The tradition tells us that during the Second Temple period these two goats had to be purchased at the same time and for the same price: they had to be almost identical in appearance and value. After the lots were cast to determine which goat would play which role, a crimson thread would be tied around a horn of the goat that was to be escorted to the wilderness.  Then, half of this thread was removed before the animal was sent away. Why?

The goat had to be led away by a designated man to the designated location called “wilderness” (there was a distance of five sabbath’s days’ journey to that place), Different precautions were taken to make sure that the goat was led there and would never return. At equal intervals along the road, from the Mount of Olives, to the designated location, ten stations were set up. After the man and the goat reached the tenth station, the man would push the goat over a cliff, so that it would fell to its death[1].

Meanwhile, the High Priest was waiting at the Temple for the sign that the sacrifice was completed. The Mishna tells us that once the goat was dead, the crimson thread tied to the door of the sanctuary would turn white, symbolizing the promise of Isaiah:

“Though your sins are like scarlet,
they shall be as white as snow;
though they are red as crimson,
they shall be like wool[2].

Sin and guilt offerings were common in ancient Israel, but this ceremony was absolutely unique. What is the meaning of that? As Charles Feinberg wrote, “no more significant truths could possibly engage the mind of the believer than those set forth in this chapter of Leviticus.”[3] And so it happened that when I was writing my last book, in order to unlock the ancient mystery of Abraham and his two sons, God had led me to the scriptural key of this chapter, of Leviticus 16. In my last post, I shared with you my reflections on Rosh-Ha-Shanah Torah Reading.
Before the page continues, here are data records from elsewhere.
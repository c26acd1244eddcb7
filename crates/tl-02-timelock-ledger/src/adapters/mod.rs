//! # Adapters Layer (Outer Hexagon)
//!
//! In-process implementations of the outbound ports.

pub mod authority;
pub mod clock;
pub mod ledger;

pub use authority::*;
pub use clock::*;
pub use ledger::*;
//! Prometheus metrics for the timelock ledger.
//!
//! All metrics follow the naming convention: `tl_<area>_<metric>_<unit>`

use lazy_static::lazy_static;
use prometheus::{
    exponential_buckets, Encoder, Histogram, HistogramOpts, IntCounter, IntCounterVec, IntGauge,
    Opts, Registry, TextEncoder,
};

use crate::TelemetryError;

lazy_static! {
    /// Global metrics registry
    pub static ref REGISTRY: Registry = Registry::new();

    /// Operations scheduled, by kind (issue/redeem)
    pub static ref OPERATIONS_SCHEDULED: IntCounterVec = IntCounterVec::new(
        Opts::new("tl_operations_scheduled_total", "Total operations scheduled"),
        &["kind"]
    ).expect("metric creation failed");

    /// Operations executed, by kind (issue/redeem)
    pub static ref OPERATIONS_EXECUTED: IntCounterVec = IntCounterVec::new(
        Opts::new("tl_operations_executed_total", "Total operations executed"),
        &["kind"]
    ).expect("metric creation failed");

    /// Operations cancelled while pending
    pub static ref OPERATIONS_CANCELLED: IntCounter = IntCounter::new(
        "tl_operations_cancelled_total",
        "Total pending operations cancelled"
    ).expect("metric creation failed");

    /// Rejected calls, by error kind
    pub static ref REQUESTS_REJECTED: IntCounterVec = IntCounterVec::new(
        Opts::new("tl_requests_rejected_total", "Calls rejected by a precondition"),
        &["reason"]
    ).expect("metric creation failed");

    /// Operations currently pending
    pub static ref PENDING_OPERATIONS: IntGauge = IntGauge::new(
        "tl_operations_pending",
        "Number of scheduled operations not yet executed"
    ).expect("metric creation failed");

    /// Time spent inside the exclusive section of an execution
    pub static ref EXECUTION_DURATION: Histogram = Histogram::with_opts(
        HistogramOpts::new(
            "tl_execution_duration_seconds",
            "Time spent applying an operation to the ledger"
        ).buckets(exponential_buckets(0.000_01, 2.0, 12).expect("valid buckets"))
    ).expect("metric creation failed");
}

/// Register all metrics with the global registry.
///
/// Safe to call more than once; already-registered collectors are skipped.
pub fn register_metrics() -> Result<(), TelemetryError> {
    let metrics: Vec<Box<dyn prometheus::core::Collector>> = vec![
        Box::new(OPERATIONS_SCHEDULED.clone()),
        Box::new(OPERATIONS_EXECUTED.clone()),
        Box::new(OPERATIONS_CANCELLED.clone()),
        Box::new(REQUESTS_REJECTED.clone()),
        Box::new(PENDING_OPERATIONS.clone()),
        Box::new(EXECUTION_DURATION.clone()),
    ];

    for metric in metrics {
        match REGISTRY.register(metric) {
            Ok(()) | Err(prometheus::Error::AlreadyReg) => {}
            Err(e) => return Err(TelemetryError::MetricsInit(e.to_string())),
        }
    }

    Ok(())
}

/// Encode all metrics as Prometheus text format.
pub fn encode_metrics() -> Result<String, TelemetryError> {
    let encoder = TextEncoder::new();
    let metric_families = REGISTRY.gather();
    let mut buffer = Vec::new();
    encoder
        .encode(&metric_families, &mut buffer)
        .map_err(|e| TelemetryError::MetricsInit(e.to_string()))?;
    String::from_utf8(buffer).map_err(|e| TelemetryError::MetricsInit(e.to_string()))
}

/// Timer guard for automatic histogram observation.
pub struct HistogramTimer {
    histogram: Histogram,
    start: std::time::Instant,
}

impl HistogramTimer {
    /// Start a new timer for the given histogram.
    pub fn new(histogram: &Histogram) -> Self {
        Self {
            histogram: histogram.clone(),
            start: std::time::Instant::now(),
        }
    }
}

impl Drop for HistogramTimer {
    fn drop(&mut self) {
        let duration = self.start.elapsed().as_secs_f64();
        self.histogram.observe(duration);
    }
}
This week has been the week of Yom Kippur – and here are some thoughts on Yom Kippur Torah reading.

“As powerful as that Rosh Hashanah reading had become for me, I was absolutely stunned when Yom Kippur came, with its Leviticus 16 reading about two goats. Of course, this was not the first time I heard it; I had known this passage for many years. The Yom Kippur morning Torah reading (Leviticus 16:1-34) discusses the special Holy Temple service for this holiest day of the year and the highlights of this service: the sacrifice of a goat for a sin offering, the High Priest’s confession on behalf of Israel, his entry into the Holy of Holies, and the dispatching of the Azazel Goat.  For many years, I have known this to be the Yom Kippur reading, and yet how completely differently it sounded to me this year!
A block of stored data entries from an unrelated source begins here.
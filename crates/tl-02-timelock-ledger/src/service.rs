//! # Timelock Ledger Service
//!
//! Wires the controller state to its ports and serializes every call.
//!
//! ## Concurrency
//!
//! Registry, ledger and nonce live behind one `parking_lot::Mutex`. Each
//! entry point takes the lock once, reads the clock under it, and publishes
//! its notifications before releasing it, so:
//!
//! - two executions of the same id cannot both pass the readiness check
//! - cancel racing execute has exactly one winner
//! - subscribers see notifications in commit order
//!
//! Stats are a separate lock, only ever taken after (never before) the
//! state lock.

use crate::adapters::{InMemoryLedger, SingleOwner, SystemClock};
use crate::config::{ConfigError, ExecutionPolicy, TimelockConfig};
use crate::domain::{TimelockLedgerError, TimelockSnapshot, TimelockState};
use crate::metrics;
use crate::ports::inbound::TimelockLedgerApi;
use crate::ports::outbound::{Clock, OwnerAuthority, SupplyLedger};

use parking_lot::Mutex;
use serde::Serialize;
use shared_bus::{EventPublisher, InMemoryEventBus};
use shared_types::entities::{Address, OperationId, OperationKind, Timestamp, U256};
use shared_types::events::MinDelayChange;
use std::sync::Arc;
use tl_01_operation_registry::{Operation, OperationStatus};
use tracing::{debug, info, instrument, warn};

/// Service over in-memory adapters with wall-clock time.
pub type InMemoryTimelockService =
    TimelockLedgerService<InMemoryLedger, SystemClock, SingleOwner, Arc<InMemoryEventBus>>;

/// Statistics for the timelock ledger service.
#[derive(Debug, Default, Clone, PartialEq, Eq, Serialize)]
pub struct ServiceStats {
    /// Operations scheduled.
    pub operations_scheduled: u64,
    /// Operations executed.
    pub operations_executed: u64,
    /// Pending operations cancelled.
    pub operations_cancelled: u64,
    /// Calls rejected by any precondition.
    pub rejected_requests: u64,
}

/// The timelock ledger controller.
pub struct TimelockLedgerService<L, C, A, P> {
    /// Service configuration.
    config: TimelockConfig,
    /// Registry + ledger + nonce.
    state: Mutex<TimelockState<L>>,
    /// Time source.
    clock: C,
    /// Owner capability.
    authority: A,
    /// Notification sink.
    events: P,
    /// Service statistics.
    stats: Mutex<ServiceStats>,
}

impl<L, C, A, P> TimelockLedgerService<L, C, A, P>
where
    L: SupplyLedger,
    C: Clock,
    A: OwnerAuthority,
    P: EventPublisher,
{
    /// Create a controller with an empty registry.
    ///
    /// Publishes `MinDelayChange { old_duration: 0, new_duration: min_delay }`.
    pub fn new(
        config: TimelockConfig,
        ledger: L,
        clock: C,
        authority: A,
        events: P,
    ) -> Result<Self, TimelockLedgerError> {
        let state = TimelockState::new(config.min_delay_secs, ledger);
        let service = Self::assemble(config, state, clock, authority, events)?;

        let min_delay = service.config.min_delay_secs;
        service.events.publish(
            MinDelayChange {
                old_duration: 0,
                new_duration: min_delay,
            }
            .into(),
        );

        info!(
            min_delay,
            owner = %service.config.owner,
            execution_policy = %service.config.execution_policy,
            "Timelock ledger controller started"
        );
        Ok(service)
    }

    /// Rebuild a controller from a snapshot.
    ///
    /// The snapshot must have been taken under the same delay floor. No
    /// `MinDelayChange` is published.
    pub fn restore(
        config: TimelockConfig,
        snapshot: TimelockSnapshot,
        ledger: L,
        clock: C,
        authority: A,
        events: P,
    ) -> Result<Self, TimelockLedgerError> {
        if snapshot.min_delay != config.min_delay_secs {
            return Err(ConfigError::MinDelayMismatch {
                configured: config.min_delay_secs,
                snapshot: snapshot.min_delay,
            }
            .into());
        }

        let state = TimelockState::restore(snapshot, ledger)?;
        let pending = state.registry().pending_ids().len();
        let nonce = state.nonce();
        let service = Self::assemble(config, state, clock, authority, events)?;

        metrics::record_restored(pending);
        info!(nonce, pending, "Timelock ledger controller restored");
        Ok(service)
    }

    fn assemble(
        config: TimelockConfig,
        state: TimelockState<L>,
        clock: C,
        authority: A,
        events: P,
    ) -> Result<Self, TimelockLedgerError> {
        config.validate()?;
        if authority.owner() != config.owner {
            return Err(ConfigError::OwnerMismatch {
                configured: config.owner,
                authority: authority.owner(),
            }
            .into());
        }

        Ok(Self {
            config,
            state: Mutex::new(state),
            clock,
            authority,
            events,
            stats: Mutex::new(ServiceStats::default()),
        })
    }

    // =========================================================================
    // INTERNALS
    // =========================================================================

    fn authorize(&self, caller: Address, action: &'static str) -> Result<(), TimelockLedgerError> {
        if self.authority.is_owner(&caller) {
            Ok(())
        } else {
            Err(self.reject(TimelockLedgerError::Unauthorized { caller }, action))
        }
    }

    fn reject(&self, err: TimelockLedgerError, action: &'static str) -> TimelockLedgerError {
        self.stats.lock().rejected_requests += 1;
        metrics::record_rejected(err.kind());
        warn!(action, error = %err, "Call rejected");
        err
    }

    fn request(
        &self,
        caller: Address,
        kind: OperationKind,
        amount: U256,
    ) -> Result<OperationId, TimelockLedgerError> {
        self.authorize(caller, "request")?;

        let mut state = self.state.lock();
        let now = self.clock.now();
        let scheduled = state
            .schedule_next(kind, amount, now)
            .map_err(|e| self.reject(e, "request"))?;
        let (id, ready_at) = (scheduled.id, scheduled.ready_at);
        self.events.publish(scheduled.into());
        drop(state);

        self.stats.lock().operations_scheduled += 1;
        metrics::record_scheduled(kind);
        info!(%id, %kind, %amount, ready_at, "Operation scheduled");
        Ok(id)
    }

    // =========================================================================
    // QUERIES
    // =========================================================================

    /// Stored record for `id`, if any.
    pub fn get_operation(&self, id: OperationId) -> Option<Operation> {
        self.state.lock().registry().get(id).cloned()
    }

    /// Lifecycle status of `id` now.
    pub fn operation_status(&self, id: OperationId) -> OperationStatus {
        let state = self.state.lock();
        state.registry().status(id, self.clock.now())
    }

    /// Identifiers still pending, ascending.
    pub fn pending_operations(&self) -> Vec<OperationId> {
        self.state.lock().registry().pending_ids()
    }

    /// Identifier the next request will receive.
    pub fn next_nonce(&self) -> u64 {
        self.state.lock().nonce()
    }

    /// Holder of the owner role.
    pub fn owner(&self) -> Address {
        self.authority.owner()
    }

    /// Current total supply.
    pub fn total_supply(&self) -> U256 {
        self.state.lock().ledger().total_supply()
    }

    /// Balance of `account`.
    pub fn balance_of(&self, account: &Address) -> U256 {
        self.state.lock().ledger().balance_of(account)
    }

    /// Current service statistics.
    pub fn stats(&self) -> ServiceStats {
        self.stats.lock().clone()
    }

    /// Export registry and nonce.
    pub fn snapshot(&self) -> TimelockSnapshot {
        self.state.lock().snapshot()
    }

    /// Active configuration.
    pub fn config(&self) -> &TimelockConfig {
        &self.config
    }
}

impl<L, C, A, P> TimelockLedgerApi for TimelockLedgerService<L, C, A, P>
where
    L: SupplyLedger,
    C: Clock,
    A: OwnerAuthority,
    P: EventPublisher,
{
    #[instrument(skip(self))]
    fn request_issue(
        &self,
        caller: Address,
        amount: U256,
    ) -> Result<OperationId, TimelockLedgerError> {
        self.request(caller, OperationKind::Issue, amount)
    }

    #[instrument(skip(self))]
    fn request_redeem(
        &self,
        caller: Address,
        amount: U256,
    ) -> Result<OperationId, TimelockLedgerError> {
        self.request(caller, OperationKind::Redeem, amount)
    }

    #[instrument(skip(self))]
    fn cancel(&self, caller: Address, id: OperationId) -> Result<(), TimelockLedgerError> {
        self.authorize(caller, "cancel")?;

        let mut state = self.state.lock();
        let cancelled = state.cancel(id).map_err(|e| self.reject(e, "cancel"))?;
        self.events.publish(cancelled.into());
        drop(state);

        self.stats.lock().operations_cancelled += 1;
        metrics::record_cancelled();
        info!(%id, "Operation cancelled");
        Ok(())
    }

    #[instrument(skip(self))]
    fn execute_request(
        &self,
        caller: Address,
        id: OperationId,
    ) -> Result<(), TimelockLedgerError> {
        if self.config.execution_policy == ExecutionPolicy::OwnerOnly {
            self.authorize(caller, "execute")?;
        }

        let _timer = metrics::execution_timer();
        let owner = self.authority.owner();

        let mut state = self.state.lock();
        let now = self.clock.now();
        let (executed, transfer) = state
            .execute(id, owner, now)
            .map_err(|e| self.reject(e, "execute"))?;
        let (kind, amount) = (executed.kind, executed.amount);
        self.events.publish(executed.into());
        self.events.publish(transfer.into());
        drop(state);

        self.stats.lock().operations_executed += 1;
        metrics::record_executed(kind);
        info!(%id, %kind, %amount, now, "Operation executed");
        Ok(())
    }

    fn is_operation(&self, id: OperationId) -> bool {
        self.state.lock().registry().is_registered(id)
    }

    fn is_operation_pending(&self, id: OperationId) -> bool {
        self.state.lock().registry().is_pending(id)
    }

    fn is_operation_ready(&self, id: OperationId) -> bool {
        let state = self.state.lock();
        state.registry().is_ready(id, self.clock.now())
    }

    fn is_operation_done(&self, id: OperationId) -> bool {
        self.state.lock().registry().is_done(id)
    }

    fn get_timestamp(&self, id: OperationId) -> Timestamp {
        let timestamp = self.state.lock().registry().timestamp(id);
        debug!(%id, timestamp, "Timestamp query");
        timestamp
    }

    fn get_min_delay(&self) -> u64 {
        self.config.min_delay_secs
    }
}

// =============================================================================
// TESTS
// =============================================================================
Let us read those verses together:

And he shall take from the congregation of the children of Israel two kids of the goats as a sin offering, and one ram as a burnt offering. Aaron shall offer the bull as a sin offering, which is for himself, and make atonement for himself and for his house. He shall take the two goats and present them before the Lord at the door of the tabernacle of meeting. Then Aaron shall cast lots for the two goats: one lot for the Lord and the other lot for the scapegoat. And Aaron shall bring the goat on which the Lord’s lot fell, and offer it as a sin offering. But the goat on which the lot fell to be the scapegoat shall be presented alive before the Lord, to make atonement upon it, and to let it go as the scapegoat into the wilderness.

As always happens, once the Lord showed it to me, it became so obvious. Once it was done, it could not be undone. All of a sudden, the lonely Peak of Genesis 22 was not so lonely anymore. The Peak of Genesis 21 grew up alongside it, almost as high and scary as the Peak of Genesis 22. There are two sacrificial goats in Leviticus 16, not one. There are two stories of sacrifice in Abraham’s life, not one. There are two sacrifices in the book of Genesis, not one, and they reflect God’s plan.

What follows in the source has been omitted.